§ **Task details**: Reproduce each line from the records that holds "CancellationToken".

###

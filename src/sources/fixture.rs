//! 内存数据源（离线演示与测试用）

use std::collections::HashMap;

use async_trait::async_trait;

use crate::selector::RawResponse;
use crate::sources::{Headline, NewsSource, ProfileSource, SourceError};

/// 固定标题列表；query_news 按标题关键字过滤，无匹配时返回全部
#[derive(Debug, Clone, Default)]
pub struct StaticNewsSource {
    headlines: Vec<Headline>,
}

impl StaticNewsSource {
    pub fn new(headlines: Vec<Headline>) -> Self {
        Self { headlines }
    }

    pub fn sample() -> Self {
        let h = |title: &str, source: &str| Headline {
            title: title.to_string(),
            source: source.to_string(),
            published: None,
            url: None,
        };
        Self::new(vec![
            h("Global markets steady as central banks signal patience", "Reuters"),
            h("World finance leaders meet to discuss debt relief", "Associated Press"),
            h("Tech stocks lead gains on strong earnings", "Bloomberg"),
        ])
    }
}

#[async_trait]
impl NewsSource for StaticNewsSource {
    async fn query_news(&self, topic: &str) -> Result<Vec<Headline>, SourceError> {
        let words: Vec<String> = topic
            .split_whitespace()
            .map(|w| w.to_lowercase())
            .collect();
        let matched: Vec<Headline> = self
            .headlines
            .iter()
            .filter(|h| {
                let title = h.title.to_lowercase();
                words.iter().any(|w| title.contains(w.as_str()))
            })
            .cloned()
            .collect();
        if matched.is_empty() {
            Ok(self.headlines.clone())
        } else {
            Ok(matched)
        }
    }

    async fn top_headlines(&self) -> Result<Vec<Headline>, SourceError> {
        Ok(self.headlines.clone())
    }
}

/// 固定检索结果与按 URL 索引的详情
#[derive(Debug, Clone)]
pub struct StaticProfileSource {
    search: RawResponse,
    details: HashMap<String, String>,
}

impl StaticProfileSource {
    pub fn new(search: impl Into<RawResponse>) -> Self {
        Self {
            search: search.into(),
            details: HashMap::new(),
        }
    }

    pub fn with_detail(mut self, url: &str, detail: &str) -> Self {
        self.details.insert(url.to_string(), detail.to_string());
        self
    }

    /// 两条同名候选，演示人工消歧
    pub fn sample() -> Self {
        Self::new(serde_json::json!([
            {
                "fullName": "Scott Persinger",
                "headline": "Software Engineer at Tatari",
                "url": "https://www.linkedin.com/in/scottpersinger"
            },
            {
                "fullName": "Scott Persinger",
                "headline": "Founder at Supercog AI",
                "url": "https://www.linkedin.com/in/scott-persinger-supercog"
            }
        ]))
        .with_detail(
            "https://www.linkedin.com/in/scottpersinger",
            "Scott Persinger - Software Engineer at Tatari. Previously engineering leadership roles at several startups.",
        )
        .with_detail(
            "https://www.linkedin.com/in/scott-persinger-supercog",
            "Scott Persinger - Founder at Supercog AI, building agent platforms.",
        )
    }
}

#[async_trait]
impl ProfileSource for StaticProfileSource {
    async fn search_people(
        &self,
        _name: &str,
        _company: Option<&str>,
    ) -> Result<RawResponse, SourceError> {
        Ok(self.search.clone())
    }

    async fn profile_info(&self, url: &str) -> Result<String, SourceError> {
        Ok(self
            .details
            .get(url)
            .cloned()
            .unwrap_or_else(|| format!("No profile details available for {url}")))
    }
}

###

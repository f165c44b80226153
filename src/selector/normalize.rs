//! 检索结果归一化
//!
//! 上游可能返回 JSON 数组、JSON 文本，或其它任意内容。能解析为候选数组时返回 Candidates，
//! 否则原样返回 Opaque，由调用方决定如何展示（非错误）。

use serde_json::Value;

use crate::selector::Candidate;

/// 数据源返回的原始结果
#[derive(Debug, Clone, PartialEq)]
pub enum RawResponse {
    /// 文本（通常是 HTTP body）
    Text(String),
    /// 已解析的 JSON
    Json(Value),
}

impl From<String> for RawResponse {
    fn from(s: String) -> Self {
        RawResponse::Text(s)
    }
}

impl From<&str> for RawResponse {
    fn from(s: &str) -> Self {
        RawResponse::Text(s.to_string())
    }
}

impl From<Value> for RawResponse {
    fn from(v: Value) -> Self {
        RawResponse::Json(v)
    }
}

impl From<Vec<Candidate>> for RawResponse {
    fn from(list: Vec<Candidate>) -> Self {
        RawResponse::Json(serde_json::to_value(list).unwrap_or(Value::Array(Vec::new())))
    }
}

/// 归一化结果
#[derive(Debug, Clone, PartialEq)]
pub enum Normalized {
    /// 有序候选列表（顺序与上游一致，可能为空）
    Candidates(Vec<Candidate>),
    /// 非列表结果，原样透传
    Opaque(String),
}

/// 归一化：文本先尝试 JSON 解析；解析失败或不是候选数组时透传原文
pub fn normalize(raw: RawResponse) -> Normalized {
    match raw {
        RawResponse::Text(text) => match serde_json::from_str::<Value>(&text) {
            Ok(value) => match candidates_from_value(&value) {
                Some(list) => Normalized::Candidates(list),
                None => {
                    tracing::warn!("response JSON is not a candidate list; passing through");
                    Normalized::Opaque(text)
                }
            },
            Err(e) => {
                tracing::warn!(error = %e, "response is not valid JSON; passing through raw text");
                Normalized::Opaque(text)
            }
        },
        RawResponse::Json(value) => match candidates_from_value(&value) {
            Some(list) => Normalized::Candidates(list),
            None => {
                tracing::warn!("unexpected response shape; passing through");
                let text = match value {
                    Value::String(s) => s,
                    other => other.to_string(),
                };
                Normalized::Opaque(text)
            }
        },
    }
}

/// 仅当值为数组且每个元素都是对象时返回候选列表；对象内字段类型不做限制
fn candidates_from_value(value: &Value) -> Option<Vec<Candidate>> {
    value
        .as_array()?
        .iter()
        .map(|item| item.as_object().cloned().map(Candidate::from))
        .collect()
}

###

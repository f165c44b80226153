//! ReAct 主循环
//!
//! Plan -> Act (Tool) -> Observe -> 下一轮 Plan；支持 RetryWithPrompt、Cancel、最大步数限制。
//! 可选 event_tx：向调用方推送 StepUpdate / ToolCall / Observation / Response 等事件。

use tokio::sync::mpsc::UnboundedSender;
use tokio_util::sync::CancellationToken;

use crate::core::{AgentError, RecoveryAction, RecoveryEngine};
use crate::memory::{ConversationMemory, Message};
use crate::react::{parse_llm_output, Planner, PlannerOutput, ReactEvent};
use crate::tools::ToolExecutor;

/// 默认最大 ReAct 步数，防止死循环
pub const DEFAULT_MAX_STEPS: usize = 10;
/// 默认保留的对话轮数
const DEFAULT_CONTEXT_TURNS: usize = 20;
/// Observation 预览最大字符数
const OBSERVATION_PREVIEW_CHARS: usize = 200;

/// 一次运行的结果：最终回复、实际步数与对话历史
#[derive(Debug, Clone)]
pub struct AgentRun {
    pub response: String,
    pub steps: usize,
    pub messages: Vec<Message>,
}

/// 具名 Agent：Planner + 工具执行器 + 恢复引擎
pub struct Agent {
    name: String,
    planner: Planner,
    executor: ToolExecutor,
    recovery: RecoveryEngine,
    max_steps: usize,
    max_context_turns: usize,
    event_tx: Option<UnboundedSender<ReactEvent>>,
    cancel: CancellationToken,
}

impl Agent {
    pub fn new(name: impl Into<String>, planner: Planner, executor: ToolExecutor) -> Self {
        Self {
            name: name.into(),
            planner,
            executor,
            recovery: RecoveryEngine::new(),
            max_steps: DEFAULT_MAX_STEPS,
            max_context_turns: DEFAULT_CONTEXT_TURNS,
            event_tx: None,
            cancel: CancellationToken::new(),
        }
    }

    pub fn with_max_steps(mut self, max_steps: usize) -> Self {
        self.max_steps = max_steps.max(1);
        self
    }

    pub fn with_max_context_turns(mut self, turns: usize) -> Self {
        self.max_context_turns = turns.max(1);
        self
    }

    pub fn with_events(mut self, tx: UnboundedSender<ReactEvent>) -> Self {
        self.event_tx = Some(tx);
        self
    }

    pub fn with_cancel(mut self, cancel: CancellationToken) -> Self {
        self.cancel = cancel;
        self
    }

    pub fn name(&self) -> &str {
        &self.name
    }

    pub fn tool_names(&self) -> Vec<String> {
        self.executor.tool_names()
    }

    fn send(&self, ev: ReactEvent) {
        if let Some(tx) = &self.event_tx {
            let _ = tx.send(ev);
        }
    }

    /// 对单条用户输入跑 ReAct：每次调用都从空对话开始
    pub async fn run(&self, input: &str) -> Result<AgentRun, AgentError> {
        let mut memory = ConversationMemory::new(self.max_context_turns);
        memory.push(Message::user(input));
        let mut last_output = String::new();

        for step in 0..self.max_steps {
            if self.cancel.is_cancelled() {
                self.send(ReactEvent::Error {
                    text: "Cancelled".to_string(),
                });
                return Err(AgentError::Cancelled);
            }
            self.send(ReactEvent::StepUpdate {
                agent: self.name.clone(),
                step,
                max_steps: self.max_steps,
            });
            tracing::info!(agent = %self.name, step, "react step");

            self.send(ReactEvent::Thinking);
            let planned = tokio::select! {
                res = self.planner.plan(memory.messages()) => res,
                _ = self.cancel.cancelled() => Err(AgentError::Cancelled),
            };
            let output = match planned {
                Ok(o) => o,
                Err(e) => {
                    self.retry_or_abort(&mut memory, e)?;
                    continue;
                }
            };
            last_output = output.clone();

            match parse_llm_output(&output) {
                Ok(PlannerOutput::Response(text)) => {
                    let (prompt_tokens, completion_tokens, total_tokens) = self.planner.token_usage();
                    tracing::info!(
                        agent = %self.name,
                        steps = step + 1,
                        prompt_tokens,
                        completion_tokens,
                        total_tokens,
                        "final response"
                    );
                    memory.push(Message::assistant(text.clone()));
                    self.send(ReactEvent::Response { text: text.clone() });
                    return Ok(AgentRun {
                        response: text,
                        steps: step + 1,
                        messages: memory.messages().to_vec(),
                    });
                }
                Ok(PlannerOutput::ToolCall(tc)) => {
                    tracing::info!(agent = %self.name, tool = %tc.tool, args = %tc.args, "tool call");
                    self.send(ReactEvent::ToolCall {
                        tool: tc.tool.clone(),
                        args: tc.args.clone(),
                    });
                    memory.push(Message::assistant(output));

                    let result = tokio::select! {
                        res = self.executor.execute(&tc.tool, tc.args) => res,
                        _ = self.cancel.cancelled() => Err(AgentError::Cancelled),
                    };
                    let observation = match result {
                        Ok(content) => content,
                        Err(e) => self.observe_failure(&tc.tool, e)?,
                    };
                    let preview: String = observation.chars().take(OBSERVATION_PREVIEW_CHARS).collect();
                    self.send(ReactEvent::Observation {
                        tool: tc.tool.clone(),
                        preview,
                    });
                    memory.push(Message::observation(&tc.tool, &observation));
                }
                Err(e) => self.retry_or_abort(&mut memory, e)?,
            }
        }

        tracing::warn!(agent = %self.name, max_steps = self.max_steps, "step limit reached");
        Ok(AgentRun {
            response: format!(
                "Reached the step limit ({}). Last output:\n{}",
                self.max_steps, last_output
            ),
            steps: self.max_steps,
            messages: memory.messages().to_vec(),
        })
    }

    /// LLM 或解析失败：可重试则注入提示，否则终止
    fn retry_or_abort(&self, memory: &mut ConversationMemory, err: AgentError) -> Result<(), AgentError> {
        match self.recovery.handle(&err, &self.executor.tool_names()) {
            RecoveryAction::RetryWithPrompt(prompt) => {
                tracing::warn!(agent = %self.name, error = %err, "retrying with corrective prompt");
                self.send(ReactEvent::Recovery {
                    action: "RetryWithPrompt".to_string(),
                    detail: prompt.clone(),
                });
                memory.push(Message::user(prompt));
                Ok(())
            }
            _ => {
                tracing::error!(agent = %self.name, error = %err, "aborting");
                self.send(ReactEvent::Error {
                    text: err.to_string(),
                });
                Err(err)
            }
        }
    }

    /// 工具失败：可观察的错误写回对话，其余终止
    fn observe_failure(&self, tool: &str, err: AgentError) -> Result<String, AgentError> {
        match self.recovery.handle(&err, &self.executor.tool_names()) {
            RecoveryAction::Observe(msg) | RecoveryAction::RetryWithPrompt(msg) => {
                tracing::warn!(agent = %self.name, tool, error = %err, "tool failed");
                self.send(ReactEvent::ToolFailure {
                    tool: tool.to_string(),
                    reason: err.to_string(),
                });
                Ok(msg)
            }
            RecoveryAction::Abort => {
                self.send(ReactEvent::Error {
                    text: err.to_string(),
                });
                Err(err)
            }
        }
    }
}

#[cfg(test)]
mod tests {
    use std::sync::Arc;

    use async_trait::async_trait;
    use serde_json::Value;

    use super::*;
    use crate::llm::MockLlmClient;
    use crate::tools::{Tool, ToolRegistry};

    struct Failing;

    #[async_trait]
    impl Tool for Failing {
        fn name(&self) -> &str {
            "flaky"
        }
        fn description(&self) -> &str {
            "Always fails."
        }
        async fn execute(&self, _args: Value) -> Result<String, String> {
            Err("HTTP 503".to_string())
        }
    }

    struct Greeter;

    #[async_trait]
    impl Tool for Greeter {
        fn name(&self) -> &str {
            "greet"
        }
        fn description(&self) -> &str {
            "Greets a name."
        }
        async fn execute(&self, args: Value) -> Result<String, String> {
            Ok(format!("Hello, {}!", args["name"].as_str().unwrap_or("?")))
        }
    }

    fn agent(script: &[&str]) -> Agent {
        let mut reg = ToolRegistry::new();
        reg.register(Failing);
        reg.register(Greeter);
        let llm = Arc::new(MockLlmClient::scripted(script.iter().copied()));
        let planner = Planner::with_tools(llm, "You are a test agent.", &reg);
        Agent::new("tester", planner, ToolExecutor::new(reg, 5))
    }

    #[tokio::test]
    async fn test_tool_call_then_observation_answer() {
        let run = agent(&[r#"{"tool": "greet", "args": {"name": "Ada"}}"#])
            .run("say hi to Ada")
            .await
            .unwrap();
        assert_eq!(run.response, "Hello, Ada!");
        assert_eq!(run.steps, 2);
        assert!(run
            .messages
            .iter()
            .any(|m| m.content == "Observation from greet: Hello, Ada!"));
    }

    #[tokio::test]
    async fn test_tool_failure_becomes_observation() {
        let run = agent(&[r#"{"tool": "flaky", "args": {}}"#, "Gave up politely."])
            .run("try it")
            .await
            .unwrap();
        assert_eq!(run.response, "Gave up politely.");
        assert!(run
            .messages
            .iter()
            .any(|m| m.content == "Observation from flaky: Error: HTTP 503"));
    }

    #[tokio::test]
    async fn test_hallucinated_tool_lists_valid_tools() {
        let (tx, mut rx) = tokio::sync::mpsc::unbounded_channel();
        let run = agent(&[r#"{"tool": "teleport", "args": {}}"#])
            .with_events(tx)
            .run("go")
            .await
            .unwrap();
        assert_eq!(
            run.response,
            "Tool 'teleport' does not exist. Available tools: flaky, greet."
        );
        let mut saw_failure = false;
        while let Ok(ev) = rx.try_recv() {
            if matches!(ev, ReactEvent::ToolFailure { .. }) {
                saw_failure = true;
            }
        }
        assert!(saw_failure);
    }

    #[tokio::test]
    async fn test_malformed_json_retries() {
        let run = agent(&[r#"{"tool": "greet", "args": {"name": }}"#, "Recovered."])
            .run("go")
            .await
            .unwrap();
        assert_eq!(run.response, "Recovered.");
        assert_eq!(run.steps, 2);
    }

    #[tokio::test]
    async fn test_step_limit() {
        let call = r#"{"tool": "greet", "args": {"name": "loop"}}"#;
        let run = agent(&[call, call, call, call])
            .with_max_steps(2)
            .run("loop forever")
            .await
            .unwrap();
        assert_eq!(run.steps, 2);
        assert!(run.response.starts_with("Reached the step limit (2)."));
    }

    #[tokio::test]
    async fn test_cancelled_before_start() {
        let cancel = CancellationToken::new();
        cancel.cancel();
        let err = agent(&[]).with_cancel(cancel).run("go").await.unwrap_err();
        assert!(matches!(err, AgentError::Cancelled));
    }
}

###

§ **Output**:
use tokio_util::sync::CancellationToken;
    cancel: CancellationToken,
            cancel: CancellationToken::new(),
    pub fn with_cancel(mut self, cancel: CancellationToken) -> Self {
        let cancel = CancellationToken::new();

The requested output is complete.